FIG. 1 is a flowchart of an embodiment of a method for predicting degradation trend of chip performance based on a multi-step robust prediction learning machine according to the present invention;

FIG. 2 is a flowchart of an embodiment of the steps shown in FIG. 1 for updating a predictive model and generating real-time predictive data.

Detailed Description

The following description of the embodiments of the present invention is provided in order to better understand the present invention for those skilled in the art with reference to the accompanying drawings. It is to be expressly noted that in the following description, a detailed description of known functions and designs will be omitted when it may obscure the subject matter of the present invention.
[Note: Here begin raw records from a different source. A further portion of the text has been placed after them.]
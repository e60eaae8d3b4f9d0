use crate::config::Config;
use clap::{Parser, Subcommand};
use querydash_client::{BatchQueryClient, QueryClient};
use querydash_core::format::format_currency;
use querydash_core::types::QueryResult;
use tracing::info;

#[derive(Debug, Parser)]
#[command(name = "querydash", about = "Fetch dashboard query results and format numbers")]
pub struct Cli {
    /// Path to a TOML config file
    #[arg(long, global = true)]
    pub config: Option<String>,
    #[command(subcommand)]
    pub command: Command,
}

#[derive(Debug, Subcommand)]
pub enum Command {
    /// Run one or more queries against the configured endpoint
    Query {
        #[arg(required = true)]
        sql: Vec<String>,
    },
    /// Abbreviate a number (B/M) or group its digits
    Short {
        #[arg(allow_negative_numbers = true)]
        value: f64,
    },
    /// Render a currency amount with a K/M/B suffix
    Currency {
        #[arg(allow_negative_numbers = true)]
        value: f64,
        #[arg(long)]
        symbol: Option<String>,
    },
}

pub async fn execute(command: Command, config: &Config) -> anyhow::Result<String> {
    match command {
        Command::Query { sql } => run_queries(&sql, config).await,
        Command::Short { value } => Ok(config.number_format()?.short_number(value)),
        Command::Currency { value, symbol } => {
            let symbol = symbol.unwrap_or_else(|| config.format.currency_symbol.clone());
            Ok(format_currency(value, &symbol))
        }
    }
}

async fn run_queries(sql: &[String], config: &Config) -> anyhow::Result<String> {
    let client = QueryClient::http(config.client.endpoint.clone(), config.request_timeout());
    info!(endpoint = %client.endpoint(), queries = sql.len(), "running queries");

    let results = if let [single] = sql {
        vec![client.fetch_data(single).await?]
    } else {
        let mut batch = BatchQueryClient::new(client);
        if let Some(max) = config.client.max_concurrency {
            batch = batch.with_max_concurrency(max);
        }
        batch.fetch_multiple_data(sql).await
    };

    let mut out = String::new();
    for (query, result) in sql.iter().zip(results.iter()) {
        if sql.len() > 1 {
            out.push_str(&format!("-- {query}\n"));
        }
        out.push_str(&render_result(result));
    }
    Ok(out)
}

pub fn render_result(result: &QueryResult) -> String {
    if result.headers().is_empty() {
        return "(no columns)\n".to_string();
    }
    let mut out = result.headers().join("\t");
    out.push('\n');
    for idx in 0..result.row_count() {
        if let Some(values) = result.ordered_values(idx) {
            out.push_str(&values.join("\t"));
            out.push('\n');
        }
    }
    let noun = if result.row_count() == 1 { "row" } else { "rows" };
    out.push_str(&format!("({} {noun})\n", result.row_count()));
    out
}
FIG. 1 is a flowchart of an embodiment of a method for predicting a chip performance degradation trend based on a multi-step robust prediction learning machine according to the present invention.

In this embodiment, as shown in fig. 1, the method for predicting the chip performance degradation trend based on the multi-step robust prediction learning machine of the present invention includes the following steps:

step S1: initializing a predictive model

Step S1.1: initializing model parameters

Setting the maximum predicted step number K, and importing training historical data X_histo＝{x₁,x₂,…,x_t0In which x_tSetting maximum prediction step number K for chip performance characterization parameter data (such as saturation voltage drop of insulated gate bipolar transistor) recorded by the sensor at the t-th moment, and importing training historical data X_histo＝{x₁,x₂,…,x_t0In which x_tFor the chip performance characterization parameter data (such as saturation voltage drop of the insulated gate bipolar transistor) recorded by the sensor at the t-th moment, t is 1,2, …, t0, and t0 is the number of historical data.

Structure of initializing recurrent neural network M ═ M¹,M²,M³,…,M^K}，M^k＝{X^k,Wh^k,β^k,E^k,σ^kThe neural network module for the k prediction, where X^kFor neural network module M^kInput of (1), Wh^kFor neural network module M^kHidden layer weight of (1), beta^kFor neural network module M^kOutput layer weight of E^kFor neural network module M^kOf the code book, sigma^kFor neural network module M^kThe estimated variance under the codebook record.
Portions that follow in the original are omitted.